In most cases, I've found that what starts out as a single problem and then turns into a number of them is the result of doing too much to the tank, and not letting it get in balance with the nutrient load.
 
A few months after setting up a new tank and transferring all the livestock from the old one, I got an increasingly bad algae bloom. I read books, scoured the web, and got very frustrated because I was supposedly doing all the right things and still had a furry tank.

I read a lot of posts by people who came through algae blooms, and the general story went something like this: I tried a lot of stuff, and it eventually went away.

I'm not trying to make it sound impossible, or magic, but that is seems like hair algae blooms are caused by one or a few things being out of whack, and you have to try to figure out what it is.

In my case, I tried the following:
-A variety of grazers (small effect, most prefer anything over hair algae)
-Adding a DI stage to my RO unit (seemed to help a lot, the decline in hair algae started soon afterward)
-Changing from 6500 K to 10000 K lamps (may have helped, decline sped up when they were added)
-Using phosban (may have helped, but algae didn't come back after removing it)
-manual removal (some help, but it will come back fast if conditions are right)
-shortening the MH photoperiod (little effect)

I was running a 10-gallon refugium full of chaetomorpha when the bloom started, so a fuge may help but will probably not cure the problem.

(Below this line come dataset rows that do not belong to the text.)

//! Jukebox relay server library
//!
//! Serves the sound library and relays tokens between connected clients.
//!
//! **Endpoints:**
//! - `GET /play/` manifest (token → sound URL)
//! - `GET /library/` sorted token list
//! - `GET /health` liveness
//! - `GET /ws` token stream (WebSocket)
//! - `GET /sounds/*` sound files

use std::path::Path;
use std::sync::Arc;

use axum::Router;
use jukebox_common::Manifest;
use tower_http::cors::CorsLayer;
use tower_http::services::ServeDir;
use tower_http::trace::TraceLayer;

pub mod api;
pub mod config;
pub mod hub;
pub mod library;

use hub::Hub;

/// Application state shared across handlers
#[derive(Clone)]
pub struct AppState {
    /// Sound library, fixed at startup
    pub library: Arc<Manifest>,
    /// Token relay between stream clients
    pub hub: Hub,
}

impl AppState {
    pub fn new(library: Manifest, broadcast_capacity: usize) -> Self {
        Self {
            library: Arc::new(library),
            hub: Hub::new(broadcast_capacity),
        }
    }
}

/// Build application router
pub fn build_router(state: AppState, sounds_dir: &Path) -> Router {
    Router::new()
        .merge(api::library_routes())
        .merge(api::stream_routes())
        .merge(api::health_routes())
        .nest_service("/sounds", ServeDir::new(sounds_dir))
        .layer(CorsLayer::permissive())
        .layer(TraceLayer::new_for_http())
        .with_state(state)
}
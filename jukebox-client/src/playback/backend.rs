//! Seam between the session and whatever produces sound

use crate::error::Result;
use crate::events::PlaybackId;
use crate::playback::registry::AudioAsset;

/// Something that can play audio assets
///
/// Implementations report progress asynchronously through the session event
/// channel: `PlaybackStarted(id)` once audible, `PlaybackEnded(id)` once
/// finished, `PlaybackFailed { id, .. }` if the clip never plays. An `Err`
/// from [`play`](PlaybackBackend::play) means nothing was started and no
/// event for `id` will follow.
pub trait PlaybackBackend: Send {
    /// Begin fetching and decoding ahead of the first play
    fn preload(&mut self, asset: &AudioAsset);

    /// Start playing `asset` under `id`
    fn play(&mut self, id: PlaybackId, asset: &AudioAsset) -> Result<()>;
}
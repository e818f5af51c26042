//! # Jukebox Common Library
//!
//! Shared code for the jukebox client and relay server:
//! - Token and manifest types
//! - Wire framing for the token stream
//! - Configuration loading (TOML bootstrap + defaults)
//! - Common error type

pub mod config;
pub mod error;
pub mod protocol;

pub use error::{Error, Result};
pub use protocol::{Manifest, Token};
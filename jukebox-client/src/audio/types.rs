//! Core audio data types

/// Decoded clip ready for output
///
/// **Format:**
/// - Samples are f32 (floating point -1.0 to 1.0)
/// - Stereo interleaved: [L, R, L, R, ...]
#[derive(Debug, Clone)]
pub struct Clip {
    /// PCM audio samples (interleaved stereo)
    pub samples: Vec<f32>,

    /// Sample rate of `samples`
    pub sample_rate: u32,
}

impl Clip {
    pub fn new(samples: Vec<f32>, sample_rate: u32) -> Self {
        Self {
            samples,
            sample_rate,
        }
    }

    /// Number of stereo frames
    pub fn frame_count(&self) -> usize {
        self.samples.len() / 2
    }

    /// Get duration in milliseconds
    pub fn duration_ms(&self) -> u64 {
        if self.sample_rate == 0 {
            return 0;
        }
        (self.frame_count() as u64 * 1000) / self.sample_rate as u64
    }

    /// Get audio frame at specific frame index
    pub fn frame(&self, frame_index: usize) -> Option<AudioFrame> {
        let sample_index = frame_index * 2;
        if sample_index + 1 < self.samples.len() {
            Some(AudioFrame {
                left: self.samples[sample_index],
                right: self.samples[sample_index + 1],
            })
        } else {
            None
        }
    }
}

/// AudioFrame represents a single stereo sample (one frame of audio).
///
/// Used for passing audio data to the output device.
#[derive(Debug, Clone, Copy, PartialEq)]
pub struct AudioFrame {
    /// Left channel sample
    pub left: f32,

    /// Right channel sample
    pub right: f32,
}

impl AudioFrame {
    /// Create a silent frame (0.0, 0.0)
    pub fn zero() -> Self {
        AudioFrame { left: 0.0, right: 0.0 }
    }

    /// Create a frame from left and right samples
    pub fn from_stereo(left: f32, right: f32) -> Self {
        AudioFrame { left, right }
    }

    /// Apply volume scaling and clamp to [-1.0, 1.0]
    pub fn scaled(self, volume: f32) -> Self {
        AudioFrame {
            left: (self.left * volume).clamp(-1.0, 1.0),
            right: (self.right * volume).clamp(-1.0, 1.0),
        }
    }
}

#[cfg(test)]
mod tests {
    use super::*;

    #[test]
    fn test_clip_duration() {
        // 44100 frames = 1 second at 44.1kHz
        let clip = Clip::new(vec![0.0; 44100 * 2], 44100);
        assert_eq!(clip.frame_count(), 44100);
        assert_eq!(clip.duration_ms(), 1000);
    }

    #[test]
    fn test_clip_frame() {
        let clip = Clip::new(vec![0.1, 0.2, 0.3, 0.4], 48000);

        assert_eq!(clip.frame(0), Some(AudioFrame::from_stereo(0.1, 0.2)));
        assert_eq!(clip.frame(1), Some(AudioFrame::from_stereo(0.3, 0.4)));

        // Out of bounds
        assert!(clip.frame(2).is_none());
    }

    #[test]
    fn test_audio_frame_scaled_clamps() {
        let frame = AudioFrame::from_stereo(0.5, -0.5).scaled(0.5);
        assert_eq!(frame, AudioFrame::from_stereo(0.25, -0.25));

        let loud = AudioFrame::from_stereo(0.8, -0.8).scaled(2.0);
        assert_eq!(loud, AudioFrame::from_stereo(1.0, -1.0));
    }
}
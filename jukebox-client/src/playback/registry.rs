//! Asset registry
//!
//! Maps each token from the manifest to its [`AudioAsset`]. The registry is
//! populated at most once per session; until the manifest request settles
//! every lookup answers [`Lookup::Pending`].

use std::collections::HashMap;
use std::sync::Arc;

use jukebox_common::{Manifest, Token};
use tracing::{debug, info, warn};
use url::Url;

use crate::audio::ClipSlot;

/// Playback state of a single asset
#[derive(Debug, Clone, Copy, PartialEq, Eq)]
pub enum AssetState {
    Idle,
    Playing,
}

/// A playable sound bound to a token
#[derive(Debug)]
pub struct AudioAsset {
    token: Token,
    url: Url,
    preload: bool,
    state: AssetState,
    clip: Arc<ClipSlot>,
}

impl AudioAsset {
    pub fn new(token: Token, url: Url, preload: bool) -> Self {
        Self {
            token,
            url,
            preload,
            state: AssetState::Idle,
            clip: Arc::new(ClipSlot::new()),
        }
    }

    pub fn token(&self) -> &Token {
        &self.token
    }

    pub fn url(&self) -> &Url {
        &self.url
    }

    pub fn preload(&self) -> bool {
        self.preload
    }

    pub fn state(&self) -> AssetState {
        self.state
    }

    /// Shared handle to the decoded clip cache
    pub fn clip_slot(&self) -> Arc<ClipSlot> {
        Arc::clone(&self.clip)
    }
}

/// Manifest load status
#[derive(Debug, Clone, Copy, PartialEq, Eq)]
pub enum RegistryStatus {
    /// Manifest request still outstanding
    Pending,
    Loaded,
    /// Manifest request failed; registry stays empty for the session
    Failed,
}

/// Result of resolving a token
#[derive(Debug)]
pub enum Lookup<'a> {
    Found(&'a AudioAsset),
    /// Manifest not loaded yet; ask again later
    Pending,
    NotFound,
}

#[derive(Debug)]
pub struct AssetRegistry {
    assets: HashMap<Token, AudioAsset>,
    status: RegistryStatus,
}

impl Default for AssetRegistry {
    fn default() -> Self {
        Self::new()
    }
}

impl AssetRegistry {
    pub fn new() -> Self {
        Self {
            assets: HashMap::new(),
            status: RegistryStatus::Pending,
        }
    }

    pub fn status(&self) -> RegistryStatus {
        self.status
    }

    /// Build one asset per manifest entry.
    ///
    /// Relative URLs resolve against `base`. Entries whose URL cannot be
    /// resolved are skipped. Only the first call populates the registry;
    /// returns the number of assets created.
    pub fn populate(&mut self, manifest: &Manifest, base: &Url, preload: bool) -> usize {
        if self.status != RegistryStatus::Pending {
            warn!("Ignoring manifest: registry already {:?}", self.status);
            return 0;
        }

        for (token, location) in manifest {
            match base.join(location) {
                Ok(url) => {
                    debug!("Registered '{}' -> {}", token, url);
                    self.assets
                        .insert(token.clone(), AudioAsset::new(token.clone(), url, preload));
                }
                Err(e) => {
                    warn!("Skipping '{}': cannot resolve '{}': {}", token, location, e);
                }
            }
        }

        self.status = RegistryStatus::Loaded;
        info!("Asset registry loaded with {} assets", self.assets.len());
        self.assets.len()
    }

    /// Manifest request failed; the registry stays empty
    pub fn mark_failed(&mut self) {
        if self.status == RegistryStatus::Pending {
            self.status = RegistryStatus::Failed;
        }
    }

    pub fn lookup(&self, token: &str) -> Lookup<'_> {
        match self.assets.get(token) {
            Some(asset) => Lookup::Found(asset),
            None if self.status == RegistryStatus::Pending => Lookup::Pending,
            None => Lookup::NotFound,
        }
    }

    pub fn get(&self, token: &str) -> Option<&AudioAsset> {
        self.assets.get(token)
    }

    pub fn set_state(&mut self, token: &str, state: AssetState) {
        if let Some(asset) = self.assets.get_mut(token) {
            asset.state = state;
        }
    }

    /// Assets marked for preloading
    pub fn preloadable(&self) -> impl Iterator<Item = &AudioAsset> {
        self.assets.values().filter(|a| a.preload)
    }

    /// Registered tokens in sorted order
    pub fn tokens(&self) -> Vec<&Token> {
        let mut tokens: Vec<&Token> = self.assets.keys().collect();
        tokens.sort();
        tokens
    }

    pub fn len(&self) -> usize {
        self.assets.len()
    }

    pub fn is_empty(&self) -> bool {
        self.assets.is_empty()
    }
}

So, like I said, I tried some things and the tank is now Derbesia-free. Because it wasn't horribly scientific, I can't say for sure, but my guess is that the nutrients left by the RO helped feed the algae. It may not have been a problem in the old tank because the light was less intense, then caused a plague when I shifted to very high PAR Iwasaki halides.

So what are your nitrate and phosphate levels right now (and all the other things OG mentioned)?
 
I started by just adding some flow w/ an additional powerhead. I haven't changed my water change schedule, or done any extra changes, I just try to keep them consistent. The only other thing I used to help fight off the Red-slime was some stuff called "chemi-clean." This seemed to help, and after that plus water changes, it was gone. This was all for the red-slime, mind you, and the algae bloom followed all this...

My water temp is 78-79, I use Oceanic salt, and have 130watt PC's. I reduced my lighting time by two hours, with the actinics on for 10hrs and the 10k on for 8hrs, as I was doing 12hrs previously... Would using chemical like phosphate and nitrate reducers help, or would this be bad for the tank??? My levels aren't back, only a trace from my well water, but I guess its enough to feed the hair algae...
 
One thing people forget is that cyano and hair algae will both grow on healthy coral reefs, where NO3 and PO4 are undetectable using our kits. If herbivore populations drop, for example, hair algae will start to take over. That suggests that nutrients are only part of the equation.

Phosphate removers may help, although they didn't seem to have a very big impact for me. If you try it, use an iron-based compound like phosban or rowaphos, because alumina-based products can irritate corals, soft corals especially.

For herbivores, I found urchins to be the most effective. They take absolutely everything off the rock, and then (assuming conditions are right) coralline quickly grows in to fill in the gap.

I wish I could say something more definitive, and it's not for lack of trying. The most frustrating thing for me was that all measurable parameters were as good as I've ever seen, and I still had a furry tank.
 
I have great coraline growth, its really becoming a pain trying to keep it off the glass!!! How sensitive/fragile are urchins? Are they hard to keep?
 
Once acclimated they are pretty easy. The ones in my tank were live rock hitchhikers, so they must be pretty hardy. Your best bets would probably be short-spined urchins or tuxedos. Pencil urchins are supposedly predatory.
 
I had been through a lot of algae stages and I thought finally reached the end, then a couple of weeks later started suffering again. So I chatted to my contact at the marine store and decided to try Rowa Phos, I put it in the main filter. I went away for a week and came back to a very clean tank. Was most impressed, as before the week away was getting very despondent.